Motivate your children to get organized and, more importantly, make it a habit by creating rituals at home like:

1. Put the backpack in the same place at the end of the school day.

2. Do homework in the same place and at the same time each day.

3. For younger kids, sit nearby as they work, if possible. And for all kids, make sure they have adequate supplies, from notebooks to pencils. Review their notebooks. Check their homework. Review their papers, quizzes and tests from school.

Kids, just like adults, like the feeling of being organized. Before the school year begins, ask the teachers what they think are essential organizational skills. This prepares you and enables you to get a head start.

See if this helps!

Best regards,

Coach Natalie

Help your Kids Prepare

Remember the 5 P’s: Proper Preparation Prevents Poor Performance.

Talk about routine shifts from summer to school year: Bedtime, curfew and the like, but get beyond this, too as you prepare for the new school year.

Get your children to feel a bigger sense of responsibility for completing their homework and keeping track of assignments by taking things one step at a time. Be realistic in your expectations.
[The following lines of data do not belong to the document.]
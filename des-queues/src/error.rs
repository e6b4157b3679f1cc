//! Error types for queues, jobs and composite construction

use des_core::{EventError, SimError, SimTime};
use thiserror::Error;

use crate::job::JobId;
use crate::queue::QueueId;

/// Contract violations raised by queue operations.
///
/// A failed call leaves the simulation unchanged. Inputs are validated before
/// any state is touched, and a composite whose selector fails takes back the
/// arrival or start in progress. When new credits let several jobs start and a
/// later one fails, the jobs started before it keep their place.
#[derive(Debug, Error, PartialEq)]
pub enum QueueError {
    #[error("Queue not found: {0}")]
    QueueNotFound(QueueId),

    #[error("Job not found: {0}")]
    JobNotFound(JobId),

    #[error("{job} is already in {queue}")]
    JobAlreadyInQueue { job: JobId, queue: QueueId },

    #[error("{job} is not in {queue}")]
    JobNotInQueue { job: JobId, queue: QueueId },

    #[error("{job} cannot be removed while it is in {queue}")]
    JobBusy { job: JobId, queue: QueueId },

    #[error("{queue} is a sub-queue of {parent}; address the composite instead")]
    NotTopLevel { queue: QueueId, parent: QueueId },

    #[error("{0} is not a composite queue")]
    NotComposite(QueueId),

    #[error("{0} is not a primitive queue")]
    NotPrimitive(QueueId),

    #[error("Time {time} at {queue} is before its last update at {last_update}")]
    TimeInPast {
        queue: QueueId,
        time: SimTime,
        last_update: SimTime,
    },

    #[error("Invalid requested service time {service_time} for {job} at {queue}")]
    InvalidServiceTime {
        job: JobId,
        queue: QueueId,
        service_time: f64,
    },

    #[error("Selector of {queue} chose sub-queue {index}, but there are only {count}")]
    InvalidSelection {
        queue: QueueId,
        index: usize,
        count: usize,
    },

    #[error("Event error: {0}")]
    Event(#[from] EventError),
}

/// Problems detected while building a queue, before any job is involved.
#[derive(Debug, Error, PartialEq)]
pub enum ConfigurationError {
    #[error("Invalid value for field '{field}': {reason}")]
    InvalidValue { field: String, reason: String },

    #[error("Composite '{0}' needs at least one sub-queue")]
    NoSubQueues(String),

    #[error("Composite '{0}' has no queue selector")]
    MissingSelector(String),

    #[error("Sub-queue {0} does not exist")]
    UnknownSubQueue(QueueId),

    #[error("Sub-queue {0} is listed more than once")]
    DuplicateSubQueue(QueueId),

    #[error("Sub-queue {queue} already belongs to composite {parent}")]
    AlreadyEmbedded { queue: QueueId, parent: QueueId },

    #[error("Expected {expected} sub-queues, got {actual}")]
    SubQueueCount { expected: usize, actual: usize },
}

impl ConfigurationError {
    pub fn invalid_value(field: impl Into<String>, reason: impl Into<String>) -> Self {
        ConfigurationError::InvalidValue {
            field: field.into(),
            reason: reason.into(),
        }
    }
}

impl From<QueueError> for SimError {
    fn from(err: QueueError) -> Self {
        SimError::model(err)
    }
}

impl From<ConfigurationError> for SimError {
    fn from(err: ConfigurationError) -> Self {
        SimError::Configuration(err.to_string())
    }
}
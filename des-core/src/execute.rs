use crate::error::SimError;
use crate::event_list::{SimContext, SimContextExt};
use crate::time::SimTime;

/// Simulation execution trait.
pub trait Execute<C: SimContext> {
    /// Executes the simulation until some stopping condition is reached.
    /// The condition is implementation-specific.
    fn execute(self, ctx: &mut C) -> Result<(), SimError>;
}

#[derive(Debug, Clone, Copy, PartialEq, Eq)]
enum EndCondition {
    Time(SimTime),
    NoEvents,
    Steps(usize),
}

/// Executor is used for simple execution of an entire simulation.
#[derive(Debug, Clone, Copy, PartialEq, Eq)]
pub struct Executor {
    end_condition: EndCondition,
}

impl Executor {
    /// Simulation will end only once there is no available events in the queue.
    #[must_use]
    pub fn unbound() -> Self {
        Self {
            end_condition: EndCondition::NoEvents,
        }
    }

    /// Simulation will run every event scheduled no later than the given time.
    /// It may terminate early if no events are available.
    #[must_use]
    pub fn timed(time: SimTime) -> Self {
        Self {
            end_condition: EndCondition::Time(time),
        }
    }

    /// Simulation will execute exactly this many steps, unless we run out of events.
    #[must_use]
    pub fn steps(steps: usize) -> Self {
        Self {
            end_condition: EndCondition::Steps(steps),
        }
    }

    /// Registers a side effect that is called _after_ each simulation step.
    #[must_use]
    pub fn side_effect<C, F>(self, func: F) -> ExecutorWithSideEffect<F>
    where
        F: FnMut(&C),
    {
        ExecutorWithSideEffect {
            end_condition: self.end_condition,
            side_effect: func,
        }
    }
}

impl<C: SimContext> Execute<C> for Executor {
    fn execute(self, ctx: &mut C) -> Result<(), SimError> {
        run_with(ctx, self.end_condition, |_| {})
    }
}

pub struct ExecutorWithSideEffect<F> {
    end_condition: EndCondition,
    side_effect: F,
}

impl<C, F> Execute<C> for ExecutorWithSideEffect<F>
where
    C: SimContext,
    F: FnMut(&C),
{
    fn execute(self, ctx: &mut C) -> Result<(), SimError> {
        run_with(ctx, self.end_condition, self.side_effect)
    }
}

fn run_with<C, F>(ctx: &mut C, end_condition: EndCondition, mut side_effect: F) -> Result<(), SimError>
where
    C: SimContext,
    F: FnMut(&C),
{
    let mut step = |ctx: &mut C| -> Result<bool, SimError> {
        let stepped = ctx.run_single_step()?;
        if stepped {
            side_effect(ctx);
        }
        Ok(stepped)
    };
    match end_condition {
        EndCondition::Time(time) => {
            while ctx.event_list_ref().peek_time().is_some_and(|t| t <= time) {
                step(ctx)?;
            }
        }
        EndCondition::NoEvents => while step(ctx)? {},
        EndCondition::Steps(steps) => {
            for _ in 0..steps {
                if !step(ctx)? {
                    break;
                }
            }
        }
    }
    Ok(())
}

#[cfg(test)]
mod test {
    use super::*;
    use crate::event_list::EventList;

    #[derive(Default)]
    struct Ticker {
        events: EventList<Ticker>,
        counter: usize,
    }

    impl SimContext for Ticker {
        fn event_list(&mut self) -> &mut EventList<Self> {
            &mut self.events
        }

        fn event_list_ref(&self) -> &EventList<Self> {
            &self.events
        }
    }

    // Ticks every two seconds, ten times in total.
    fn tick(ticker: &mut Ticker) -> Result<(), SimError> {
        ticker.counter += 1;
        if ticker.counter < 10 {
            let next = ticker.now() + 2.0;
            ticker.events.schedule(next, tick)?;
        }
        Ok(())
    }

    fn started() -> Ticker {
        let mut ticker = Ticker::default();
        ticker.events.schedule(SimTime::zero(), tick).unwrap();
        ticker
    }

    #[test]
    fn test_create_executor() {
        assert_eq!(
            Executor::unbound(),
            Executor {
                end_condition: EndCondition::NoEvents
            }
        );
        assert_eq!(
            Executor::timed(SimTime::new(3.0)),
            Executor {
                end_condition: EndCondition::Time(SimTime::new(3.0))
            }
        );
        assert_eq!(
            Executor::steps(7),
            Executor {
                end_condition: EndCondition::Steps(7)
            }
        );
    }

    #[test]
    fn test_steps() {
        let mut ticker = started();
        Executor::steps(10).execute(&mut ticker).unwrap();
        assert_eq!(ticker.counter, 10);
    }

    #[test]
    fn test_steps_stops_before() {
        let mut ticker = started();
        // After 10 steps there are no events, so it will not execute all 100
        Executor::steps(100).execute(&mut ticker).unwrap();
        assert_eq!(ticker.counter, 10);
    }

    #[test]
    fn test_timed() {
        let mut ticker = started();
        Executor::timed(SimTime::new(6.0)).execute(&mut ticker).unwrap();
        assert_eq!(ticker.counter, 4);
        assert_eq!(ticker.now(), SimTime::new(6.0));
    }

    #[test]
    fn test_timed_clock_stops_early() {
        let mut ticker = started();
        Executor::timed(SimTime::new(5.0)).execute(&mut ticker).unwrap();
        assert_eq!(ticker.counter, 3);
        assert_eq!(ticker.now(), SimTime::new(4.0));
    }

    #[test]
    fn test_side_effect_runs_after_each_step() {
        let mut ticker = started();
        let mut observed = Vec::new();
        Executor::unbound()
            .side_effect(|t: &Ticker| observed.push(t.counter))
            .execute(&mut ticker)
            .unwrap();
        assert_eq!(observed, (1..=10).collect::<Vec<_>>());
    }
}
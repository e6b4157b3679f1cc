use std::cmp::Ordering;
use std::collections::{BinaryHeap, HashMap};
use std::fmt;
use tracing::{error, info, trace};

use crate::error::{EventError, SimError};
use crate::logging::event_span;
use crate::time::SimTime;
use crate::types::EventId;

/// The work an event performs once the event list reaches its time.
///
/// The action receives the simulation context that owns the event list, so it
/// may inspect and mutate everything, including scheduling further events.
pub type Action<C> = Box<dyn FnOnce(&mut C) -> Result<(), SimError>>;

/// An event that has not been handed to an [`EventList`] yet.
pub struct Event<C> {
    time: SimTime,
    name: Option<String>,
    action: Action<C>,
}

impl<C> Event<C> {
    pub fn new<F>(time: SimTime, action: F) -> Self
    where
        F: FnOnce(&mut C) -> Result<(), SimError> + 'static,
    {
        Self {
            time,
            name: None,
            action: Box::new(action),
        }
    }

    pub fn named<F>(time: SimTime, name: impl Into<String>, action: F) -> Self
    where
        F: FnOnce(&mut C) -> Result<(), SimError> + 'static,
    {
        Self {
            time,
            name: Some(name.into()),
            action: Box::new(action),
        }
    }

    pub fn time(&self) -> SimTime {
        self.time
    }

    pub fn name(&self) -> Option<&str> {
        self.name.as_deref()
    }

    /// Split the event into its time and its action.
    pub fn into_action(self) -> (SimTime, Action<C>) {
        (self.time, self.action)
    }
}

impl<C> fmt::Debug for Event<C> {
    fn fmt(&self, f: &mut fmt::Formatter<'_>) -> fmt::Result {
        f.debug_struct("Event")
            .field("time", &self.time)
            .field("name", &self.name)
            .finish_non_exhaustive()
    }
}

/// Builds the events created through [`EventList::schedule`] and friends.
///
/// Swapping the factory lets a model decorate every event it schedules, for
/// example with a naming scheme used in traces.
pub trait EventFactory<C> {
    fn create(&mut self, time: SimTime, name: Option<String>, action: Action<C>) -> Event<C>;
}

/// Factory producing plain events.
#[derive(Debug, Default, Clone, Copy)]
pub struct DefaultEventFactory;

impl<C> EventFactory<C> for DefaultEventFactory {
    fn create(&mut self, time: SimTime, name: Option<String>, action: Action<C>) -> Event<C> {
        Event { time, name, action }
    }
}

/// Heap key of a pending event.
///
/// Ordering is by time, then by insertion sequence, reversed for min-heap
/// behaviour in `BinaryHeap`.
#[derive(Debug, Clone, Copy, PartialEq, Eq)]
struct EventEntry {
    time: SimTime,
    id: EventId,
}

impl PartialOrd for EventEntry {
    fn partial_cmp(&self, other: &Self) -> Option<Ordering> {
        Some(self.cmp(other))
    }
}

impl Ord for EventEntry {
    fn cmp(&self, other: &Self) -> Ordering {
        other
            .time
            .cmp(&self.time)
            .then_with(|| other.id.cmp(&self.id))
    }
}

/// Ordered collection of pending events plus the current simulation time.
///
/// Events execute in increasing time order; events with equal times execute in
/// insertion order. The sequence counter belongs to the list itself, so
/// independent event lists never influence each other.
pub struct EventList<C> {
    next_event_id: u64,
    queue: BinaryHeap<EventEntry>,
    pending: HashMap<EventId, Event<C>>,
    now: SimTime,
    start_time: SimTime,
    events_processed: u64,
    factory: Box<dyn EventFactory<C>>,
}

impl<C: 'static> Default for EventList<C> {
    fn default() -> Self {
        Self::new(SimTime::zero())
    }
}

impl<C> fmt::Debug for EventList<C> {
    fn fmt(&self, f: &mut fmt::Formatter<'_>) -> fmt::Result {
        f.debug_struct("EventList")
            .field("now", &self.now)
            .field("pending", &self.pending.len())
            .field("next_event_id", &self.next_event_id)
            .finish_non_exhaustive()
    }
}

impl<C: 'static> EventList<C> {
    /// Create an empty event list whose clock starts at `start_time`.
    pub fn new(start_time: SimTime) -> Self {
        Self {
            next_event_id: 0,
            queue: BinaryHeap::new(),
            pending: HashMap::new(),
            now: start_time,
            start_time,
            events_processed: 0,
            factory: Box::new(DefaultEventFactory),
        }
    }

    /// Replace the factory used by [`schedule`](Self::schedule).
    pub fn set_event_factory(&mut self, factory: Box<dyn EventFactory<C>>) {
        self.factory = factory;
    }

    /// Returns the current simulation time.
    #[must_use]
    pub fn time(&self) -> SimTime {
        self.now
    }

    /// The time the list was created with or last reset to.
    pub fn start_time(&self) -> SimTime {
        self.start_time
    }

    /// Number of events executed since the last reset.
    pub fn events_processed(&self) -> u64 {
        self.events_processed
    }

    pub fn len(&self) -> usize {
        self.pending.len()
    }

    pub fn is_empty(&self) -> bool {
        self.pending.is_empty()
    }

    /// Time of the next pending event, or `None` if none are left.
    pub fn peek_time(&self) -> Option<SimTime> {
        self.queue.peek().map(|entry| entry.time)
    }

    /// Schedules `action` at absolute time `time`.
    pub fn schedule<F>(&mut self, time: SimTime, action: F) -> Result<EventId, EventError>
    where
        F: FnOnce(&mut C) -> Result<(), SimError> + 'static,
    {
        let event = self.factory.create(time, None, Box::new(action));
        self.add(event)
    }

    /// Schedules a named `action` at absolute time `time`.
    pub fn schedule_named<F>(
        &mut self,
        time: SimTime,
        name: impl Into<String>,
        action: F,
    ) -> Result<EventId, EventError>
    where
        F: FnOnce(&mut C) -> Result<(), SimError> + 'static,
    {
        let event = self.factory.create(time, Some(name.into()), Box::new(action));
        self.add(event)
    }

    /// Schedules `action` at the current time, after all pending events at this time.
    pub fn schedule_now<F>(&mut self, action: F) -> Result<EventId, EventError>
    where
        F: FnOnce(&mut C) -> Result<(), SimError> + 'static,
    {
        self.schedule(self.now, action)
    }

    /// Adds a ready-made event.
    pub fn add(&mut self, event: Event<C>) -> Result<EventId, EventError> {
        if !event.time.is_finite() {
            return Err(EventError::NonFiniteTime(event.time));
        }
        if event.time < self.now {
            return Err(EventError::ScheduleInPast {
                time: event.time,
                now: self.now,
            });
        }
        self.next_event_id += 1;
        let id = EventId(self.next_event_id);
        trace!(event_id = %id, time = %event.time, name = ?event.name, "Event scheduled");
        self.queue.push(EventEntry {
            time: event.time,
            id,
        });
        self.pending.insert(id, event);
        Ok(id)
    }

    /// Returns `true` if the event is still waiting to be executed.
    pub fn contains(&self, id: EventId) -> bool {
        self.pending.contains_key(&id)
    }

    /// Cancels a pending event. Returns `false` if it already ran or was cancelled.
    pub fn cancel(&mut self, id: EventId) -> bool {
        let removed = self.pending.remove(&id).is_some();
        if removed {
            trace!(event_id = %id, "Event cancelled");
            self.discard_stale_head();
        }
        removed
    }

    /// Removes and returns the next pending event, advancing the clock to its time.
    pub fn pop(&mut self) -> Option<(EventId, Event<C>)> {
        let entry = self.queue.pop()?;
        let event = self.pending.remove(&entry.id);
        self.discard_stale_head();
        event.map(|event| {
            self.now = entry.time;
            self.events_processed += 1;
            (entry.id, event)
        })
    }

    /// Discards every pending event and moves the clock to `time`.
    pub fn reset(&mut self, time: SimTime) {
        info!(time = %time, discarded = self.pending.len(), "Event list reset");
        self.queue.clear();
        self.pending.clear();
        self.now = time;
        self.start_time = time;
        self.events_processed = 0;
    }

    /// Moves the clock forward without executing anything.
    pub(crate) fn advance_to(&mut self, time: SimTime) {
        if time > self.now {
            self.now = time;
        }
    }

    // Cancelled events leave their heap keys behind; keep the head live so that
    // `peek_time` never reports a cancelled event.
    fn discard_stale_head(&mut self) {
        while let Some(entry) = self.queue.peek() {
            if self.pending.contains_key(&entry.id) {
                break;
            }
            self.queue.pop();
        }
    }
}

/// A simulation context owning an event list whose actions operate on the context.
pub trait SimContext: Sized + 'static {
    fn event_list(&mut self) -> &mut EventList<Self>;

    fn event_list_ref(&self) -> &EventList<Self>;
}

/// Run operations available on every [`SimContext`].
pub trait SimContextExt: SimContext {
    /// The current simulation time.
    fn now(&self) -> SimTime {
        self.event_list_ref().time()
    }

    /// Executes the next event. Returns `false` if there was none.
    fn run_single_step(&mut self) -> Result<bool, SimError> {
        let Some((id, event)) = self.event_list().pop() else {
            return Ok(false);
        };
        let span = event_span(id, event.name().unwrap_or("event"), event.time());
        let _guard = span.enter();
        trace!("Processing event");
        let (_, action) = event.into_action();
        if let Err(err) = action(self) {
            error!(error = %err, "Event failed, run aborted");
            return Err(err);
        }
        Ok(true)
    }

    /// Executes events until none are left.
    fn run(&mut self) -> Result<(), SimError> {
        while self.run_single_step()? {}
        Ok(())
    }

    /// Executes every event scheduled before `bound` (or at `bound` if
    /// `inclusive`). With `set_time_to_bound` the clock ends at `bound` even when
    /// the last executed event was earlier.
    fn run_until(
        &mut self,
        bound: SimTime,
        inclusive: bool,
        set_time_to_bound: bool,
    ) -> Result<(), SimError> {
        let now = self.now();
        if bound < now {
            return Err(EventError::BoundInPast { bound, now }.into());
        }
        while let Some(next) = self.event_list_ref().peek_time() {
            let due = if inclusive { next <= bound } else { next < bound };
            if !due {
                break;
            }
            self.run_single_step()?;
        }
        if set_time_to_bound && bound.is_finite() {
            self.event_list().advance_to(bound);
        }
        Ok(())
    }
}

impl<C: SimContext> SimContextExt for C {}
If your child spent all summer losing their swim goggles, don’t expect them to be able to keep track of all their books, their sweatshirt, and their school supplies! Improve the odds of better responsibility by growing the skills from the inside, which means, unfortunately, that you often don’t necessarily see results right away. They develop the roots of responsibility long before the behaviors are evident on the outside.

Set clear expectations and hold your children to these expectations. Be interested in their work, the assignments, and what’s difficult and easy about them. Your interest helps.

When they complete homework make sure you acknowledge it, but not just with an “I’m proud of you.” Your feedback has to point to the internal growth of responsibility, so “How do you feel?” or “You must feel good about that” are better comments.

Be preparing your kids and shifting responsibility to them you have less stress in your super busy life!

Try it and see how it works for you….but remember to be patient!

Coach Natalie

Partner with the School

Even though life might feel too busy, get to know your child’s teacher(s), principal and other school personnel. Although you may not be available during the school day for regular activities, look for opportunities to participate in the hours you can. For instance, you can bring a dish to the annual pot luck dinner, attend PTA meetings, visit the school with your child prior to the start of the year, help with photocopying, etc. If they have a website, log on often to see what’s going on. Be aware of school regulations and help your child abide by them. Also, be sure to read school notices regularly.

Coach Natalie

Stay Involved with School-Aged Kids

Even though you are super busy at work and home, it’s vital that you are involved with your children’s education. The younger your children, the more parental involvement is necessary! However, even when you have teens in high school, it’s still important to be involved because parental involvement makes a positive difference (even though your children may not readily share that with you!).

Your kids start the school year with a clean slate and a new teacher. It’s a great opportunity for a fresh start.

If you demonstrate how you value education it is more important than if you just talk about it. So, model the importance and help get your children off to a good start this new school year.

With older kids, seek their input about your role in their education for this school year. It might take awhile for the response to unfold, but when it does, you’ll have some interesting conversations.

With younger kids, plan on spending time at the school during the first few weeks to get to know the teachers and other parents.

Finally, stay involved, but don’t try to run the show, either. Just stay involved and aware of what’s going on.